Resulta necesario partir de lo que las fuentes nos muestran: que la crisis revolucionaria no es solo totalmente
inesperada, sino también inédita y que es su propia dinámica la que provoca no solo el cambio ideológico, sino
también la desintegración de la monarquía. Los mismos actores lo confiesan antes de que triunfe la interpretación
canónica de las historias patrias. Bolivar en 1815: “la América no estaba preparada para desprenderse de la
metrópoli, como sucedió, por el efecto de las ilegitimas cesiones de Bayona”; y en cuanto a la modernidad política:
“los americanos han subido de repente y sin los conocimiento previos, y sin la práctica de los negocios públicos, a
representar en la escena del mundo las eminentes dignidades de legisladores, magistrados, etc”:

UNA CRISIS INESPERADA E INÉDITA.

La abdicación de bayona fue la que abrió la gran crisis de la monarquía y el comienzo de todo el proceso
revolucionario. La abdicación forzaba no solo al rey Fernando VII, sino a todos los miembros de la familia real y la
transferencia de la corona a Napoleón y luego a su hermano José representan un acontecimiento singular no solo en
la historia de España, sino en la de las monarquías europeas. Se produce un cambio de dinastía en una guerra civil,
se trata de un acto de fuerza sobre un aliado, es decir, sobre una traición, grave que afecta a un rey cuyo acceso al
trono unos meses antes había sido acogido en ambos continentes con la esperanza de una regeneración de la
monarquía.

La monarquía se ve privada de lo que era hasta entonces no solo su autoridad suprema, sino el centro de todos los
vínculos políticos.

Es esa acefalía repentina la que explica el carácter cataclismo de la crisis de la monarquía hispánica, que contrasta
con lo que sucede en el imperio portugués. Donde, la instalación del rey y de la corte en Rio de Janeiro para escapar
de la invasión militar francesa evita la acefalia política; esta decisión creara otros problemas que acabaran llevando
a la independencia del Brasil, pero ese presencia regia en América evita el vacío de legitimidad y la desintegración
territorial que se dará en la monarquía española.

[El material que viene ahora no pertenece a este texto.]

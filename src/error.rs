//! Error types for the ProdRec engine
//!
//! - `thiserror` for the error enum
//! - Lookup failures (`NotFound`, `IndexOutOfRange`) are recoverable and map to 4xx
//! - Empty aggregation results are plain values, never errors
//! - HTTP status code mapping for API responses

use axum::http::StatusCode;
use axum::response::{IntoResponse, Response};
use axum::Json;
use serde::Serialize;
use std::borrow::Cow;
use thiserror::Error;

/// Result type alias for ProdRec operations
pub type Result<T> = std::result::Result<T, Error>;

/// Main error type for the ProdRec engine
#[derive(Debug, Error)]
pub enum Error {
    // ========================================================================
    // Configuration Errors
    // ========================================================================
    #[error("Invalid configuration value for {key}: {message}")]
    InvalidConfig {
        key: &'static str,
        message: Cow<'static, str>,
    },

    // ========================================================================
    // Lookup Errors
    // ========================================================================
    #[error("Entity not found: {entity_type} with id {id}")]
    NotFound {
        entity_type: &'static str,
        id: String,
    },

    #[error("Similarity matrix index {index} out of range (bound {bound})")]
    IndexOutOfRange { index: usize, bound: usize },

    // ========================================================================
    // Data Loading Errors
    // ========================================================================
    #[error("I/O error on {path}: {source}")]
    Io {
        path: String,
        #[source]
        source: std::io::Error,
    },

    #[error("CSV error: {0}")]
    Csv(#[from] csv::Error),

    #[error("JSON serialization error: {0}")]
    Json(#[from] serde_json::Error),

    #[error("Invalid data format: {message}")]
    InvalidFormat { message: Cow<'static, str> },

    // ========================================================================
    // API Errors
    // ========================================================================
    #[error("Bad request: {message}")]
    BadRequest { message: Cow<'static, str> },

    #[error("Unauthorized: {message}")]
    Unauthorized { message: Cow<'static, str> },

    #[error("Internal server error")]
    Internal {
        #[source]
        source: Option<Box<dyn std::error::Error + Send + Sync>>,
    },
}

impl Error {
    // ========================================================================
    // Constructors for common error patterns
    // ========================================================================

    /// Create a not found error
    pub fn not_found(entity_type: &'static str, id: impl Into<String>) -> Self {
        Self::NotFound {
            entity_type,
            id: id.into(),
        }
    }

    /// Create an invalid data format error
    pub fn invalid_format(message: impl Into<Cow<'static, str>>) -> Self {
        Self::InvalidFormat {
            message: message.into(),
        }
    }

    /// Create an I/O error tagged with the offending path
    pub fn io(path: impl Into<String>, source: std::io::Error) -> Self {
        Self::Io {
            path: path.into(),
            source,
        }
    }

    /// Create a bad request error
    pub fn bad_request(message: impl Into<Cow<'static, str>>) -> Self {
        Self::BadRequest {
            message: message.into(),
        }
    }

    /// Create an unauthorized error
    pub fn unauthorized(message: impl Into<Cow<'static, str>>) -> Self {
        Self::Unauthorized {
            message: message.into(),
        }
    }

    /// Create an internal error
    pub fn internal(source: impl std::error::Error + Send + Sync + 'static) -> Self {
        Self::Internal {
            source: Some(Box::new(source)),
        }
    }

    // ========================================================================
    // Error Classification
    // ========================================================================

    /// Returns true if the caller should render a "nothing found" state
    /// instead of treating this as a failure.
    pub fn is_empty_result(&self) -> bool {
        matches!(self, Error::NotFound { .. } | Error::IndexOutOfRange { .. })
    }

    /// Returns true if this error should be logged at error level
    pub fn is_error_level(&self) -> bool {
        matches!(
            self,
            Error::Io { .. } | Error::Csv(_) | Error::Internal { .. }
        )
    }

    /// Get HTTP status code for this error
    pub fn status_code(&self) -> StatusCode {
        match self {
            Error::BadRequest { .. } => StatusCode::BAD_REQUEST,
            Error::Unauthorized { .. } => StatusCode::UNAUTHORIZED,
            Error::NotFound { .. } => StatusCode::NOT_FOUND,
            Error::IndexOutOfRange { .. } => StatusCode::CONFLICT,
            _ => StatusCode::INTERNAL_SERVER_ERROR,
        }
    }

    /// Get error code for API responses
    pub fn error_code(&self) -> &'static str {
        match self {
            Error::InvalidConfig { .. } => "CONFIG_ERROR",
            Error::NotFound { .. } => "NOT_FOUND",
            Error::IndexOutOfRange { .. } => "INDEX_OUT_OF_RANGE",
            Error::Io { .. } | Error::Csv(_) | Error::InvalidFormat { .. } => "DATA_ERROR",
            Error::Json(_) => "SERIALIZATION_ERROR",
            Error::BadRequest { .. } => "BAD_REQUEST",
            Error::Unauthorized { .. } => "UNAUTHORIZED",
            Error::Internal { .. } => "INTERNAL_ERROR",
        }
    }
}

// ============================================================================
// Error Response for API
// ============================================================================

/// API error response body
#[derive(Debug, Serialize)]
pub struct ErrorResponse {
    pub error: ErrorBody,
}

#[derive(Debug, Serialize)]
pub struct ErrorBody {
    pub code: &'static str,
    pub message: String,
}

impl IntoResponse for Error {
    fn into_response(self) -> Response {
        let status = self.status_code();
        let code = self.error_code();

        if self.is_error_level() {
            tracing::error!("Request failed: {:?}", self);
        }

        // Don't expose internal error details
        let message = if status == StatusCode::INTERNAL_SERVER_ERROR {
            "An internal error occurred".to_string()
        } else {
            self.to_string()
        };

        let body = ErrorResponse {
            error: ErrorBody { code, message },
        };

        (status, Json(body)).into_response()
    }
}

Que la corte española no se trasladara a América fue lo que produjo el motín de Aranjuez que provoco la caída y la
abdicación de Carlos IV en su hijo Fernando VII.

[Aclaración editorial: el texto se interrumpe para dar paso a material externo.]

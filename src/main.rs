//! ProdRec Engine
//!
//! Serves similar-product recommendations from flat-file artifacts.
//!
//! # Startup
//!
//! - Load configuration from the environment (`.env` honoured)
//! - Load products, customers, reviews and the similarity matrix
//! - Load the mock account list
//! - Serve the REST API until SIGTERM or SIGINT

use std::sync::Arc;
use std::time::Duration;
use tokio::signal;
use tokio::sync::broadcast;
use tracing::{error, info, warn};
use tracing_subscriber::{fmt, layer::SubscriberExt, util::SubscriberInitExt, EnvFilter};

use prodrec::api::{self, AppState};
use prodrec::{Catalog, Config, Error, Recommender, Result, SessionStore, StaticCredentials};

#[tokio::main]
async fn main() -> Result<()> {
    init_tracing();

    info!("═══════════════════════════════════════════════════════════════");
    info!("  🛍️  ProdRec Engine v{}", env!("CARGO_PKG_VERSION"));
    info!("═══════════════════════════════════════════════════════════════");

    let config = Config::from_env()?;
    info!("✅ Configuration loaded and validated");

    // File I/O and parsing are blocking; keep them off the async workers.
    let data_config = config.data.clone();
    let catalog = tokio::task::spawn_blocking(move || Catalog::load(&data_config))
        .await
        .map_err(Error::internal)??;
    info!(
        "✅ Catalog ready: {} products, {}x{} similarity matrix",
        catalog.products().len(),
        catalog.matrix().dim(),
        catalog.matrix().dim()
    );

    let authenticator = StaticCredentials::load(&config.auth.credentials_file)?;
    info!("✅ Mock authenticator ready");

    let recommender = Recommender::new(Arc::new(catalog))
        .with_slow_query_threshold(config.recommendation.slow_query_threshold);

    let state = Arc::new(AppState {
        recommender,
        sessions: SessionStore::new(config.auth.session_ttl)?,
        authenticator: Arc::new(authenticator),
        settings: config.recommendation.clone(),
    });

    let (shutdown_tx, _) = broadcast::channel::<()>(1);

    let purger = spawn_session_purger(state.clone(), config.auth.session_ttl, &shutdown_tx);

    let mut server_shutdown = shutdown_tx.subscribe();
    let api_config = config.api.clone();
    let server_state = state.clone();
    let server = tokio::spawn(async move {
        let shutdown = async move {
            let _ = server_shutdown.recv().await;
        };
        if let Err(e) = api::start_server(server_state, &api_config, shutdown).await {
            error!("API server error: {:?}", e);
        }
    });

    info!("═══════════════════════════════════════════════════════════════");
    info!("  📡 API: http://{}:{}", config.api.host, config.api.port);
    info!(
        "  🔗 Health: http://{}:{}/health",
        config.api.host, config.api.port
    );
    info!("═══════════════════════════════════════════════════════════════");

    tokio::select! {
        _ = shutdown_signal() => {
            info!("📴 Shutdown signal received");
        }
        _ = wait_for_exit(&server) => {
            warn!("⚠️ API server stopped unexpectedly, initiating shutdown");
        }
    }

    info!("🛑 Initiating graceful shutdown...");
    let _ = shutdown_tx.send(());

    let shutdown_timeout = Duration::from_secs(30);
    if tokio::time::timeout(shutdown_timeout, async {
        let _ = server.await;
        let _ = purger.await;
    })
    .await
    .is_err()
    {
        warn!("⚠️ Shutdown timeout exceeded, forcing exit");
    }

    info!("👋 ProdRec Engine stopped gracefully");
    Ok(())
}

/// Initialize structured logging with tracing
fn init_tracing() {
    let filter = EnvFilter::try_from_default_env()
        .unwrap_or_else(|_| EnvFilter::new("prodrec=debug,prodrec_engine=debug,tower_http=debug,info"));

    tracing_subscriber::registry()
        .with(filter)
        .with(
            fmt::layer()
                .with_target(true)
                .with_thread_ids(false)
                .with_file(false)
                .with_line_number(false)
                .with_ansi(std::env::var("NO_COLOR").is_err()),
        )
        .init();
}

/// Periodically drop expired login sessions
fn spawn_session_purger(
    state: Arc<AppState>,
    session_ttl: Duration,
    shutdown: &broadcast::Sender<()>,
) -> tokio::task::JoinHandle<()> {
    let mut shutdown_rx = shutdown.subscribe();

    tokio::spawn(async move {
        let mut interval = tokio::time::interval(session_ttl.max(Duration::from_secs(60)));
        // Skip first tick (runs immediately otherwise)
        interval.tick().await;

        loop {
            tokio::select! {
                _ = interval.tick() => {
                    let purged = state.sessions.purge_expired().await;
                    if purged > 0 {
                        info!("🧹 Purged {} expired sessions", purged);
                    }
                }
                _ = shutdown_rx.recv() => {
                    info!("Session purger shutting down");
                    break;
                }
            }
        }
    })
}

/// Resolve once the task has finished
async fn wait_for_exit(handle: &tokio::task::JoinHandle<()>) {
    while !handle.is_finished() {
        tokio::time::sleep(Duration::from_millis(100)).await;
    }
}

/// Wait for shutdown signal (SIGTERM or SIGINT)
async fn shutdown_signal() {
    let ctrl_c = async {
        signal::ctrl_c()
            .await
            .expect("Failed to install Ctrl+C handler");
    };

    #[cfg(unix)]
    let terminate = async {
        signal::unix::signal(signal::unix::SignalKind::terminate())
            .expect("Failed to install signal handler")
            .recv()
            .await;
    };

    #[cfg(not(unix))]
    let terminate = std::future::pending::<()>();

    tokio::select! {
        _ = ctrl_c => {},
        _ = terminate => {},
    }
}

En la España peninsular el actor principal fue el pueblo de las ciudades, dirigido por una porción de las elites
urbanas el que impuso a las autoridades establecidas el rechazo del nuevo monarca, la proclamación de la fidelidad
a Fernando VII y la formación de juntas insurreccionales encargadas de gobernar en su nombre y luchar contra el
invasor.

Lo mismo sucede en América cuando van llegando las noticias de la península: rechazo al invasor, explosión del
patriotismo español, solidaridad con los patriotas españoles, etc. Hubo tentativas de formación de juntas que no
llegaron a formalizarse. Aquí, también, los principales actores fueron las elites y el pueblo de las ciudades capitales,
pero, a diferencia de la península los patriciados urbanos desempeñaron el papel principal y dirigieron o controlaron
siempre las manifestaciones del pueblo.

Las semejanzas entre España y América son considerables en lo que respecta a los actores, como en lo referente a
la manera de pensar o de imaginar la monarquía. Entre las semejanzas más evidentes está el lenguaje empleado y
los valores que expresan. Rechazan al invasor apelando a la fidelidad del rey; a los vínculos recíprocos entre él y
sus “pueblos”; a la defensa de la religión, de la patria y de sus “usos y costumbres”.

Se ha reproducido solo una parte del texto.